== Segment start ==

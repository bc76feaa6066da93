use eframe::egui;
use image::{RgbaImage, imageops};
use std::time::Instant;

use crate::transform::make_icon;
use crate::types::MaskShape;
use crate::ui::{GuiState, dialogs};

const PREVIEW: f32 = 240.0;

/// Render the Make Icon tab: import an image, then add it as-is or shaped.
pub fn show(ui: &mut egui::Ui, state: &mut GuiState) {
    let ctx = ui.ctx().clone();
    ui.vertical_centered(|ui| {
        ui.set_max_width(600.0);
        ui.add_space(16.0);

        let Some(draft) = state.session.draft.clone() else {
            let button = egui::Button::new(egui::RichText::new("＋ Select Icon Image").size(17.0).strong())
                .min_size(egui::vec2(240.0, 40.0));
            if ui.add(button).clicked() {
                if let Some(path) = dialogs::pick_files(&state.settings.icon_extensions, false)
                    .into_iter()
                    .next()
                {
                    state.import_draft(path, Instant::now());
                }
            }
            return;
        };

        let key = format!("draft:{}", draft.origin.display());
        if let Some(tex) = state
            .textures
            .get_or_load(&ctx, &key, || Some(preview_source(&draft.image)))
        {
            ui.add(
                egui::Image::new(&tex)
                    .max_size(egui::vec2(PREVIEW, PREVIEW))
                    .corner_radius(16.0),
            );
        }
        ui.weak(draft.origin.display().to_string());
        ui.add_space(16.0);

        ui.horizontal(|ui| {
            let size = egui::vec2(140.0, 40.0);
            if ui
                .add(egui::Button::new(egui::RichText::new("Add Now").strong()).min_size(size))
                .clicked()
            {
                state.commit_draft(None, Instant::now());
            }
            if ui
                .add(egui::Button::new(egui::RichText::new("Edit Shape…").strong()).min_size(size))
                .clicked()
            {
                state.show_mask_editor = true;
            }
            if ui.add(egui::Button::new("Discard").min_size(size)).clicked() {
                state.discard_draft();
            }
        });
    });
}

/// Modal shape picker for the current draft.
pub fn mask_editor(ctx: &egui::Context, state: &mut GuiState) {
    if !state.show_mask_editor {
        return;
    }
    let Some(draft) = state.session.draft.clone() else {
        state.show_mask_editor = false;
        return;
    };

    egui::Window::new("Choose Icon Shape")
        .collapsible(false)
        .resizable(false)
        .anchor(egui::Align2::CENTER_CENTER, egui::Vec2::ZERO)
        .show(ctx, |ui| {
            ui.vertical_centered(|ui| {
                let shape = state.mask_choice;
                let key = format!("draft:mask:{:?}", shape);
                let texture = state.textures.get_or_load(ctx, &key, || {
                    make_icon(&preview_source(&draft.image), Some(shape))
                });
                if let Some(tex) = texture {
                    ui.add(egui::Image::new(&tex).max_size(egui::vec2(180.0, 180.0)));
                }
                ui.add_space(12.0);
                ui.horizontal(|ui| {
                    for shape in MaskShape::ALL {
                        ui.selectable_value(&mut state.mask_choice, shape, shape.label());
                    }
                });
                ui.add_space(12.0);
                ui.horizontal(|ui| {
                    if ui.button("Cancel").clicked() {
                        state.show_mask_editor = false;
                    }
                    if ui.button("Apply").clicked() {
                        let mask = state.mask_choice;
                        state.show_mask_editor = false;
                        state.commit_draft(Some(mask), Instant::now());
                    }
                });
            });
        });
}

/// Downscale large imports so previews stay cheap to build.
fn preview_source(image: &RgbaImage) -> RgbaImage {
    let (w, h) = image.dimensions();
    let longest = w.max(h);
    if longest <= 480 {
        return image.clone();
    }
    let scale = 480.0 / longest as f32;
    let nw = ((w as f32 * scale).round() as u32).max(1);
    let nh = ((h as f32 * scale).round() as u32).max(1);
    imageops::thumbnail(image, nw, nh)
}
//! macOS-specific utilities: the NSWorkspace-backed icon writer.

use image::RgbaImage;
use std::path::Path;

use crate::core::IconWriter;

/// Writes folder icons through `NSWorkspace`. On other platforms every write fails.
#[derive(Clone, Copy, Debug, Default)]
pub struct WorkspaceIconWriter;

impl IconWriter for WorkspaceIconWriter {
    fn set_custom_icon(&self, path: &Path, icon: Option<&RgbaImage>) -> bool {
        let png = match icon.map(encode_png).transpose() {
            Ok(png) => png,
            Err(e) => {
                tracing::error!("Cannot encode icon for {}: {:?}", path.display(), e);
                return false;
            }
        };
        set_icon_native(path, png.as_deref())
    }

    fn notify_metadata_changed(&self, path: &Path) {
        note_file_system_changed(path);
    }
}

fn encode_png(icon: &RgbaImage) -> anyhow::Result<Vec<u8>> {
    let mut buf = std::io::Cursor::new(Vec::new());
    icon.write_to(&mut buf, image::ImageFormat::Png)?;
    Ok(buf.into_inner())
}

#[cfg(target_os = "macos")]
#[allow(deprecated)]
fn set_icon_native(path: &Path, png: Option<&[u8]>) -> bool {
    use cocoa::appkit::NSImage;
    use cocoa::base::{BOOL, NO, id, nil};
    use cocoa::foundation::{NSAutoreleasePool, NSData, NSString};
    use objc::{class, msg_send, sel, sel_impl};

    unsafe {
        let pool = NSAutoreleasePool::new(nil);

        let image: id = match png {
            Some(bytes) => {
                let data = NSData::dataWithBytes_length_(
                    nil,
                    bytes.as_ptr() as *const std::os::raw::c_void,
                    bytes.len() as u64,
                );
                let img = NSImage::alloc(nil).initWithData_(data);
                if img == nil {
                    pool.drain();
                    return false;
                }
                img
            }
            // nil restores the default icon
            None => nil,
        };

        let ns_path = NSString::alloc(nil).init_str(&path.to_string_lossy());
        let workspace: id = msg_send![class!(NSWorkspace), sharedWorkspace];
        let ok: BOOL = msg_send![workspace, setIcon: image forFile: ns_path options: 0u64];

        if image != nil {
            let _: () = msg_send![image, release];
        }
        let _: () = msg_send![ns_path, release];
        pool.drain();
        ok != NO
    }
}

#[cfg(not(target_os = "macos"))]
fn set_icon_native(path: &Path, _png: Option<&[u8]>) -> bool {
    tracing::warn!(
        "Custom folder icons are supported only on macOS; skipping {}",
        path.display()
    );
    false
}

#[cfg(target_os = "macos")]
#[allow(deprecated)]
fn note_file_system_changed(path: &Path) {
    use cocoa::base::{id, nil};
    use cocoa::foundation::{NSAutoreleasePool, NSString};
    use objc::{class, msg_send, sel, sel_impl};

    unsafe {
        let pool = NSAutoreleasePool::new(nil);
        let ns_path = NSString::alloc(nil).init_str(&path.to_string_lossy());
        let workspace: id = msg_send![class!(NSWorkspace), sharedWorkspace];
        let _: () = msg_send![workspace, noteFileSystemChanged: ns_path];
        let _: () = msg_send![ns_path, release];
        pool.drain();
    }
}

#[cfg(not(target_os = "macos"))]
fn note_file_system_changed(_path: &Path) {}

#[cfg(all(test, not(target_os = "macos")))]
mod tests {
    use super::*;

    #[test]
    fn writer_reports_failure_off_macos() {
        let icon = RgbaImage::new(2, 2);
        assert!(!WorkspaceIconWriter.set_custom_icon(Path::new("/tmp"), Some(&icon)));
        assert!(!WorkspaceIconWriter.set_custom_icon(Path::new("/tmp"), None));
    }
}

== Segment end ==

▸ **Task item**: Taking the entries above, please repeat each one exactly.

▸ **Result**:
repository bc76feaa6066da93
use eframe::egui;
use image::{RgbaImage, imageops};
use std::time::Instant;

use crate::transform::make_icon;
use crate::types::MaskShape;
use crate::ui::{GuiState, dialogs};

const PREVIEW: f32 = 240.0;

/// Render the Make Icon tab: import an image, then add it as-is or shaped.
pub fn show(ui: &mut egui::Ui, state: &mut GuiState) {
    let ctx = ui.ctx().clone();
    ui.vertical_centered(|ui| {
        ui.set_max_width(600.0);
        ui.add_space(16.0);

        let Some(draft) = state.session.draft.clone() else {
            let button = egui::Button::new(egui::RichText::new("＋ Select Icon Image").size(17.0).strong())
                .min_size(egui::vec2(240.0, 40.0));
            if ui.add(button).clicked() {
                if let Some(path) = dialogs::pick_files(&state.settings.icon_extensions, false)
                    .into_iter()
                    .next()
                {
                    state.import_draft(path, Instant::now());
                }
            }
            return;
        };

        let key = format!("draft:{}", draft.origin.display());
        if let Some(tex) = state
            .textures
            .get_or_load(&ctx, &key, || Some(preview_source(&draft.image)))
        {
            ui.add(
                egui::Image::new(&tex)
                    .max_size(egui::vec2(PREVIEW, PREVIEW))
                    .corner_radius(16.0),
            );
        }
        ui.weak(draft.origin.display().to_string());
        ui.add_space(16.0);

        ui.horizontal(|ui| {
            let size = egui::vec2(140.0, 40.0);
            if ui
                .add(egui::Button::new(egui::RichText::new("Add Now").strong()).min_size(size))
                .clicked()
            {
                state.commit_draft(None, Instant::now());
            }
            if ui
                .add(egui::Button::new(egui::RichText::new("Edit Shape…").strong()).min_size(size))
                .clicked()
            {
                state.show_mask_editor = true;
            }
            if ui.add(egui::Button::new("Discard").min_size(size)).clicked() {
                state.discard_draft();
            }
        });
    });
}

/// Modal shape picker for the current draft.
pub fn mask_editor(ctx: &egui::Context, state: &mut GuiState) {
    if !state.show_mask_editor {
        return;
    }
    let Some(draft) = state.session.draft.clone() else {
        state.show_mask_editor = false;
        return;
    };

    egui::Window::new("Choose Icon Shape")
        .collapsible(false)
        .resizable(false)
        .anchor(egui::Align2::CENTER_CENTER, egui::Vec2::ZERO)
        .show(ctx, |ui| {
            ui.vertical_centered(|ui| {
                let shape = state.mask_choice;
                let key = format!("draft:mask:{:?}", shape);
                let texture = state.textures.get_or_load(ctx, &key, || {
                    make_icon(&preview_source(&draft.image), Some(shape))
                });
                if let Some(tex) = texture {
                    ui.add(egui::Image::new(&tex).max_size(egui::vec2(180.0, 180.0)));
                }
                ui.add_space(12.0);
                ui.horizontal(|ui| {
                    for shape in MaskShape::ALL {
                        ui.selectable_value(&mut state.mask_choice, shape, shape.label());
                    }
                });
                ui.add_space(12.0);
                ui.horizontal(|ui| {
                    if ui.button("Cancel").clicked() {
                        state.show_mask_editor = false;
                    }
                    if ui.button("Apply").clicked() {
                        let mask = state.mask_choice;
                        state.show_mask_editor = false;
                        state.commit_draft(Some(mask), Instant::now());
                    }
                });
            });
        });
}

/// Downscale large imports so previews stay cheap to build.
fn preview_source(image: &RgbaImage) -> RgbaImage {
    let (w, h) = image.dimensions();
    let longest = w.max(h);
    if longest <= 480 {
        return image.clone();
    }
    let scale = 480.0 / longest as f32;
    let nw = ((w as f32 * scale).round() as u32).max(1);
    let nh = ((h as f32 * scale).round() as u32).max(1);
    imageops::thumbnail(image, nw, nh)
}
//! macOS-specific utilities: the NSWorkspace-backed icon writer.

use image::RgbaImage;
use std::path::Path;

use crate::core::IconWriter;

/// Writes folder icons through `NSWorkspace`. On other platforms every write fails.
#[derive(Clone, Copy, Debug, Default)]
pub struct WorkspaceIconWriter;

impl IconWriter for WorkspaceIconWriter {
    fn set_custom_icon(&self, path: &Path, icon: Option<&RgbaImage>) -> bool {
        let png = match icon.map(encode_png).transpose() {
            Ok(png) => png,
            Err(e) => {
                tracing::error!("Cannot encode icon for {}: {:?}", path.display(), e);
                return false;
            }
        };
        set_icon_native(path, png.as_deref())
    }

    fn notify_metadata_changed(&self, path: &Path) {
        note_file_system_changed(path);
    }
}

fn encode_png(icon: &RgbaImage) -> anyhow::Result<Vec<u8>> {
    let mut buf = std::io::Cursor::new(Vec::new());
    icon.write_to(&mut buf, image::ImageFormat::Png)?;
    Ok(buf.into_inner())
}

#[cfg(target_os = "macos")]
#[allow(deprecated)]
fn set_icon_native(path: &Path, png: Option<&[u8]>) -> bool {
    use cocoa::appkit::NSImage;
    use cocoa::base::{BOOL, NO, id, nil};
    use cocoa::foundation::{NSAutoreleasePool, NSData, NSString};
    use objc::{class, msg_send, sel, sel_impl};

    unsafe {
        let pool = NSAutoreleasePool::new(nil);

        let image: id = match png {
            Some(bytes) => {
                let data = NSData::dataWithBytes_length_(
                    nil,
                    bytes.as_ptr() as *const std::os::raw::c_void,
                    bytes.len() as u64,
                );
                let img = NSImage::alloc(nil).initWithData_(data);
                if img == nil {
                    pool.drain();
                    return false;
                }
                img
            }
            // nil restores the default icon
            None => nil,
        };

        let ns_path = NSString::alloc(nil).init_str(&path.to_string_lossy());
        let workspace: id = msg_send![class!(NSWorkspace), sharedWorkspace];
        let ok: BOOL = msg_send![workspace, setIcon: image forFile: ns_path options: 0u64];

        if image != nil {
            let _: () = msg_send![image, release];
        }
        let _: () = msg_send![ns_path, release];
        pool.drain();
        ok != NO
    }
}

#[cfg(not(target_os = "macos"))]
fn set_icon_native(path: &Path, _png: Option<&[u8]>) -> bool {
    tracing::warn!(
        "Custom folder icons are supported only on macOS; skipping {}",
        path.display()
    );
    false
}

#[cfg(target_os = "macos")]
#[allow(deprecated)]
fn note_file_system_changed(path: &Path) {
    use cocoa::base::{id, nil};
    use cocoa::foundation::{NSAutoreleasePool, NSString};
    use objc::{class, msg_send, sel, sel_impl};

    unsafe {
        let pool = NSAutoreleasePool::new(nil);
        let ns_path = NSString::alloc(nil).init_str(&path.to_string_lossy());
        let workspace: id = msg_send![class!(NSWorkspace), sharedWorkspace];
        let _: () = msg_send![workspace, noteFileSystemChanged: ns_path];
        let _: () = msg_send![ns_path, release];
        pool.drain();
    }
}

#[cfg(not(target_os = "macos"))]
fn note_file_system_changed(_path: &Path) {}

#[cfg(all(test, not(target_os = "macos")))]
mod tests {
    use super::*;

    #[test]
    fn writer_reports_failure_off_macos() {
        let icon = RgbaImage::new(2, 2);
        assert!(!WorkspaceIconWriter.set_custom_icon(Path::new("/tmp"), Some(&icon)));
        assert!(!WorkspaceIconWriter.set_custom_icon(Path::new("/tmp"), None));
    }
}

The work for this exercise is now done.